### Work item
Among the entries below, count the lines that contain the word "ReqwestTransport". Respond with the count only.

Collected data entries
##########
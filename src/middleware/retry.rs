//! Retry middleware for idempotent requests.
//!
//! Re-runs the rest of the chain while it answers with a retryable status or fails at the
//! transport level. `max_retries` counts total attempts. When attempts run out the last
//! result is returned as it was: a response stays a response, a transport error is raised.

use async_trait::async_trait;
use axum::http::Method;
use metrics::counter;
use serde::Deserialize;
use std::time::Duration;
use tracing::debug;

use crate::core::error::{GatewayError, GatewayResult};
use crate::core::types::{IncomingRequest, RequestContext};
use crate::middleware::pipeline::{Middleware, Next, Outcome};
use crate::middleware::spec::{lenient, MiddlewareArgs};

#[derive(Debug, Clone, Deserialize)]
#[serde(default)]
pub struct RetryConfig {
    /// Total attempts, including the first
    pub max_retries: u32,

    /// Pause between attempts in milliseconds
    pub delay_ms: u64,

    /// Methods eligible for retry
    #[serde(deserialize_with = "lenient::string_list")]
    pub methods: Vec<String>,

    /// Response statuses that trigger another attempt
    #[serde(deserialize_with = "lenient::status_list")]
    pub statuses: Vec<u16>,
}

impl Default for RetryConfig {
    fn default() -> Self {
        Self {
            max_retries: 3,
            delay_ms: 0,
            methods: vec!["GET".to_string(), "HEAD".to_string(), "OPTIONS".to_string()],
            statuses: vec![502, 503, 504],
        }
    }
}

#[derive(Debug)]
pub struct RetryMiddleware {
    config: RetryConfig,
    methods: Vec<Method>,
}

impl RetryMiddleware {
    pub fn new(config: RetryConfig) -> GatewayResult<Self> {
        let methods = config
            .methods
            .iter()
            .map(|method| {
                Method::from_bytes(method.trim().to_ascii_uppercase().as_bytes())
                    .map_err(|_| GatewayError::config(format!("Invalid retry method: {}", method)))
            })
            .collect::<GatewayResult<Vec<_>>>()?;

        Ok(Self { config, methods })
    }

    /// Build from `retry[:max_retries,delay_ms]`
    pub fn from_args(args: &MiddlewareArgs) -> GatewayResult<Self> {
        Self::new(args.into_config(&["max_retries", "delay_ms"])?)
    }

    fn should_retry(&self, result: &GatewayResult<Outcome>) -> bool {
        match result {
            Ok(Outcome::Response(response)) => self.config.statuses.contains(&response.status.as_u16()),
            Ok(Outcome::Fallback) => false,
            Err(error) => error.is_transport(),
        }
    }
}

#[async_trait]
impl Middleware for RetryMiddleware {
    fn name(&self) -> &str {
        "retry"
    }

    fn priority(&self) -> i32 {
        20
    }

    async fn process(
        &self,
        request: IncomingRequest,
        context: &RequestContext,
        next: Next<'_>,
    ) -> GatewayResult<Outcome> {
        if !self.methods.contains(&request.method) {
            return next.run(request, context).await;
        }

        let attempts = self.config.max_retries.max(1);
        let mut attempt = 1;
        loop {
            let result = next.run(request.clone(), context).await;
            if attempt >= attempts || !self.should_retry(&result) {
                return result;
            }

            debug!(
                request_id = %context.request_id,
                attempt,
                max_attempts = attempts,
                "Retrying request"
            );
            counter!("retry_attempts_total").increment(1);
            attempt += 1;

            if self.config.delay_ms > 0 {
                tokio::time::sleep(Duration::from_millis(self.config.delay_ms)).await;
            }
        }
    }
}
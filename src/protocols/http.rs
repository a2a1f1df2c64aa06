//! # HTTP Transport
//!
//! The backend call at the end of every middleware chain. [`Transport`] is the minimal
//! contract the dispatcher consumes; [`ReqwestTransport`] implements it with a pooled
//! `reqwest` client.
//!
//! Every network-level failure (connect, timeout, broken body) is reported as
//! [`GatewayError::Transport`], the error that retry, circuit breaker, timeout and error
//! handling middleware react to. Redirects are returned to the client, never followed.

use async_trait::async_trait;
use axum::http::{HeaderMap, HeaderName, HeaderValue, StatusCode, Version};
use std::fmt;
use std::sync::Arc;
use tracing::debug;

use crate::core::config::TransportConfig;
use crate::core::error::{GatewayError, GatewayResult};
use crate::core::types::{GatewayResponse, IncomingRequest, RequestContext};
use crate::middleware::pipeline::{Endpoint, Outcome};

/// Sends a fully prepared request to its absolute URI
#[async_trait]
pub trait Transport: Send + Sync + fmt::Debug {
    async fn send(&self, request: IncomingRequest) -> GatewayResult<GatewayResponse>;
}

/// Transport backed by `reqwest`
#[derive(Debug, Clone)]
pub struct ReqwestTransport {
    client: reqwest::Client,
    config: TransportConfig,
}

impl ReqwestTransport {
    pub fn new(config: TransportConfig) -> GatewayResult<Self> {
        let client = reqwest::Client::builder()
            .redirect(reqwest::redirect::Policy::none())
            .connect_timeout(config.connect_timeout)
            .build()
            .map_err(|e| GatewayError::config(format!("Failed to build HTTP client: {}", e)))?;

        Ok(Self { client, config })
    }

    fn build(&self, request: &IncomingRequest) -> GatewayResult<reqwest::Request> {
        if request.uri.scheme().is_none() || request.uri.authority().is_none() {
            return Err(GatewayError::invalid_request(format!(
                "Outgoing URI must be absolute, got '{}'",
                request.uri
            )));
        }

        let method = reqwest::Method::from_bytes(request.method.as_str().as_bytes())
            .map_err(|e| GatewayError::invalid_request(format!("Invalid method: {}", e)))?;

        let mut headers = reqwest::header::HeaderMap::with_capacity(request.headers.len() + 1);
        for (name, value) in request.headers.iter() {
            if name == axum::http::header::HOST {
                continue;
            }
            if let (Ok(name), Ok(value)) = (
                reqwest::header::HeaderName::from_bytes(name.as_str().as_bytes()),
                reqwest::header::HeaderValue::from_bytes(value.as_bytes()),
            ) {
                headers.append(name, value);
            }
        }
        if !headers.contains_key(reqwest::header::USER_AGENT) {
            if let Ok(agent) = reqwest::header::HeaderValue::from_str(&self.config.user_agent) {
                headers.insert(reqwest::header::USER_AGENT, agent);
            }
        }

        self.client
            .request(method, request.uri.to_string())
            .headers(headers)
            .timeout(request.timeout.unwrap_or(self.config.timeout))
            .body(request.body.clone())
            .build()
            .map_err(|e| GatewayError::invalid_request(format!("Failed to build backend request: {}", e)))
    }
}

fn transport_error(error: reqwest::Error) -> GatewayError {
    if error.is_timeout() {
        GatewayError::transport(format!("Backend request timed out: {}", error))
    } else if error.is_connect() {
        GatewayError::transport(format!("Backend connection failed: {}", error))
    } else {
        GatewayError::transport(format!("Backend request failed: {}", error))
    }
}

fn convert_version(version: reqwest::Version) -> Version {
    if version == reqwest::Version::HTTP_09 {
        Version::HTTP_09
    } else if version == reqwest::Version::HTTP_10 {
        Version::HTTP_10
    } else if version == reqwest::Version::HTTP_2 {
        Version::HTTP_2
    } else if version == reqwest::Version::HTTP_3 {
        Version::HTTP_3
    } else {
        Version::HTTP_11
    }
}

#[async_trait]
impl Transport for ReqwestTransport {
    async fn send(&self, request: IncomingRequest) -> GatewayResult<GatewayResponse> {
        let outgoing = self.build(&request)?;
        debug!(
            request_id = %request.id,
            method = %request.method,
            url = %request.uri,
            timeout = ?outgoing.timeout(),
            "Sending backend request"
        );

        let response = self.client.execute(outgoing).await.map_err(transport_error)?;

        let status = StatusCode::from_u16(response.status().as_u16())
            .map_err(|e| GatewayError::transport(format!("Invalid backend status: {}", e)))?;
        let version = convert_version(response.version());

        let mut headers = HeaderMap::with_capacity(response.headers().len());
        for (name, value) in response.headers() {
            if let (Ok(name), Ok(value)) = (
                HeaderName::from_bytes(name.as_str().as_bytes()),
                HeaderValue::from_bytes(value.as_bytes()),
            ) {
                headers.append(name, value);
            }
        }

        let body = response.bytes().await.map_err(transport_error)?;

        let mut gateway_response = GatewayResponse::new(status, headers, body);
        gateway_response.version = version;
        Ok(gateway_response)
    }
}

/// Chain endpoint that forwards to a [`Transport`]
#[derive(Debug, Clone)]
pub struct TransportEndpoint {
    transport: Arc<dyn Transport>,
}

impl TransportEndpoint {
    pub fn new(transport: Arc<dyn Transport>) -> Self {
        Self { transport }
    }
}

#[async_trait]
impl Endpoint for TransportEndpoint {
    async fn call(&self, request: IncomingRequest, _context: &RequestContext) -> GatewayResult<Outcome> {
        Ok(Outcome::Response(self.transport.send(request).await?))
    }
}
##########
### Response to the task
4